Phillip G. Gubler and Thomas J. Bayles, Attorneys at Law |
Historically
Section 529 of the Internal Revenue Code has applied only to tax savings
related to higher education; however, the new Section 529A, the ABLE Act, was recently
enacted to provide a convenient way to help a loved one with special
needs.
There are
tax advantages for using the 529 Education Savings Plan. Funds placed in a 529 account can grow
without having to pay tax on the income as long as the funds are used by the
beneficiary for qualified higher education expenses. A qualified higher education expense includes
payment for tuition, books and supplies, as well as room and board if the
beneficiary is enrolled at least half time.
This is appealing for many as a means to contribute to a child’s or
grandchild’s education without paying income tax on the increase in the
investment, and the contributor may qualify for a state income tax credit for
the funds placed in the 529 account.
Although it is most common for a parent or a grandparent to create and
fund a 529 account for a child or grandchild, anyone can contribute. The owner of the 529 account and the beneficiary
do not have to be related.
If a
beneficiary decides not to pursue higher education, the 529 account can be
transferred to another member of the beneficiary’s family, or the funds can be
withdrawn. However, if the funds held in
the 529 account are not used for qualified higher education expenses, the
contributor may be required to pay income tax and a 10% penalty on the
earnings.
The 529A plan, also known as the ABLE Act
(Achieving a Better Life Experience), was signed into effect in December 2014. The goal of the 529A plan is to provide
supplemental benefits to a disabled beneficiary. This will allow families with a disabled
child a way to save for that child’s long-term disability expenses that are not
otherwise covered by needs-based government programs.

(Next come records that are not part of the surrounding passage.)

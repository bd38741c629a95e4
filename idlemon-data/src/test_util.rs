#![cfg(test)]

use core::fmt::{
    Debug,
    Display,
};

use serde::{
    Serialize,
    de::DeserializeOwned,
};

#[track_caller]
pub fn test_deserialization<T>(s: &str, expected: T)
where
    T: Debug + PartialEq + DeserializeOwned,
{
    let got = serde_json::from_str::<T>(s).unwrap();
    assert_eq!(got, expected);
}

#[track_caller]
pub fn test_serialization<T, S>(v: T, expected: S)
where
    T: Debug + PartialEq + Serialize + DeserializeOwned,
    S: Display,
{
    let got = serde_json::to_string(&v).unwrap();
    assert_eq!(got, format!("{expected}"));
    test_deserialization(&got, v);
}

#[track_caller]
pub fn test_string_deserialization<T>(s: &str, expected: T)
where
    T: Debug + PartialEq + DeserializeOwned,
{
    test_deserialization(&format!("\"{s}\""), expected)
}

#[track_caller]
pub fn test_string_serialization<T>(v: T, expected: &str)
where
    T: Debug + PartialEq + Serialize + DeserializeOwned,
{
    test_serialization(v, format!("\"{expected}\""))
}
#[tokio::test]
async fn cannot_level_up_past_max_level() {
    let data = data();
    let service = GameService::new(
        &data,
        GameServiceOptions {
            engine: EngineOptions {
                starting_level: 5,
                max_level: 6,
                ..Default::default()
            },
            ..options(0)
        },
    );
    let account = service.create_account("red").await.unwrap();
    let starter = service.choose_starter(account, 4).await.unwrap().mon;
    service.level_up(account, starter.id).await.unwrap();
    assert_error_message(
        service.level_up(account, starter.id).await,
        "mon is already at the max level of 6",
    );
}

#[tokio::test]
async fn heals_mon_with_potion() {
    let data = data();
    let service = controlled_service(&data, options(1000), &[0, 5]);
    let account = account_with_balls(&service, 1).await;
    service.buy_item(account, POTION_ENTRY, 1).await.unwrap();
    let mon = service
        .throw_ball(account, POKE_BALL, wild_pikachu(7))
        .await
        .unwrap()
        .mon
        .unwrap();

    let response = service.use_item(account, mon.id, POTION).await.unwrap();
    assert_eq!(response.message, "Pikachu recovered 13 HP");
    assert_eq!(response.healed, 13);
    assert_eq!(response.current_hp, 20);
    assert_eq!(response.max_hp, 20);
    assert_eq!(response.remaining, 0);
    assert_error_message(
        service.use_item(account, mon.id, POTION).await,
        "no Poción left",
    );
}

#[tokio::test]
async fn full_hp_mon_consumes_nothing() {
    let data = data();
    let service = GameService::new(&data, options(0));
    let account = service.create_account("red").await.unwrap();
    let starter = service.choose_starter(account, 4).await.unwrap().mon;
    let response = service.use_item(account, starter.id, POTION).await.unwrap();
    assert_eq!(response.message, "Charmander already has full HP");
    assert_eq!(response.healed, 0);
    assert_eq!(response.remaining, 5);
    assert_error_message(
        service.use_item(account, starter.id, POKE_BALL).await,
        "Poke Ball cannot be used on a mon",
    );
}

#[tokio::test]
async fn buys_discounted_items() {
    let data = data();
    let service = GameService::new(&data, options(2000));
    let account = service.create_account("red").await.unwrap();
    let response = service
        .buy_item(account, SUPER_BALL_ENTRY, 3)
        .await
        .unwrap();
    assert_eq!(response.total_cost, 1620);
    assert_eq!(response.pokedollars, 380);
    assert_eq!(response.quantity, 3);
    assert_error_message(
        service.buy_item(account, POKE_BALL_ENTRY, 2).await,
        "400 pokédollars needed, but only 380 available",
    );
    assert_eq!(service.account(account).await.unwrap().pokedollars, 380);
}

#[tokio::test]
async fn rejects_invalid_purchases() {
    let data = data();
    let service = GameService::new(&data, options(100000));
    let account = service.create_account("red").await.unwrap();
    assert_error_message(
        service.buy_item(account, POKE_BALL_ENTRY, 0).await,
        "quantity must be positive",
    );
    assert_error_message(
        service.buy_item(account, MASTER_BALL_ENTRY, 1).await,
        "item is not for sale",
    );
    assert_matches!(
        service.buy_item(account, 99, 1).await.unwrap_err().downcast::<NotFoundError>(),
        Ok(_)
    );
    assert!(service.items(account).await.unwrap().is_empty());
}

#[tokio::test]
async fn limited_stock_runs_out() {
    let data = data();
    let service = GameService::new(&data, options(100000));
    let account = service.create_account("red").await.unwrap();
    assert_error_message(
        service.buy_item(account, POTION_ENTRY, 21).await,
        "only 20 Poción left in stock",
    );
    service.buy_item(account, POTION_ENTRY, 5).await.unwrap();

    let healing = service
        .shop_items(Some(ShopCategory::Healing))
        .await
        .unwrap();
    assert_eq!(healing.len(), 1);
    assert_eq!(healing[0].entry.stock, 15);
    assert_eq!(healing[0].price, 300);

    service.buy_item(account, POTION_ENTRY, 15).await.unwrap();
    assert_error_message(
        service.buy_item(account, POTION_ENTRY, 1).await,
        "only 0 Poción left in stock",
    );
}

#[tokio::test]
async fn unlimited_stock_never_decreases() {
    let data = data();
    let service = GameService::new(&data, options(100000));
    let account = service.create_account("red").await.unwrap();
    service.buy_item(account, POKE_BALL_ENTRY, 50).await.unwrap();
    let shop = service.shop_items(None).await.unwrap();
    assert_eq!(
        shop.iter()
            .map(|item| (item.entry.id, item.entry.stock, item.price))
            .collect::<Vec<_>>(),
        vec![(1, 9999, 200), (2, 9999, 540), (3, 20, 300)]
    );
}

#[tokio::test(flavor = "multi_thread")]
async fn concurrent_purchases_do_not_overspend() {
    let data = data();
    let service = GameService::new(&data, options(1000));
    let account = service.create_account("red").await.unwrap();
    let results = join_all((0..10).map(|_| service.buy_item(account, POKE_BALL_ENTRY, 1))).await;
    assert_eq!(results.iter().filter(|result| result.is_ok()).count(), 5);
    let view = service.account(account).await.unwrap();
    assert_eq!(view.pokedollars, 0);
    assert_eq!(service.items(account).await.unwrap()[0].quantity, 5);
}
extern crate alloc;

mod datastore;
mod items;
mod mons;
mod moves;

#[cfg(test)]
pub mod test_util;

pub use datastore::*;
pub use items::*;
pub use mons::*;
pub use moves::*;
mod account;
mod api;
mod options;
mod service;

pub use account::Account;
pub use api::*;
pub use options::GameServiceOptions;
pub use service::GameService;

There are a number of qualifications for the 529A, such as the beneficiary must be disabled before age 26;
and disqualifications and taxes will apply if the account balance exceeds
$100,000.00. Any funds remaining in the 529A account upon
the disabled beneficiary’s death must be paid to the State up to an amount
equal to the total medical assistance paid by the State on behalf of the
disabled beneficiary.
The 529A Plan is not available for use yet
because the States are waiting for Federal regulations to be enacted to clarify
several aspects of the ABLE Act.
However, it looks like a step in the right direction to allow parents
and grandparents to provide for a disabled child.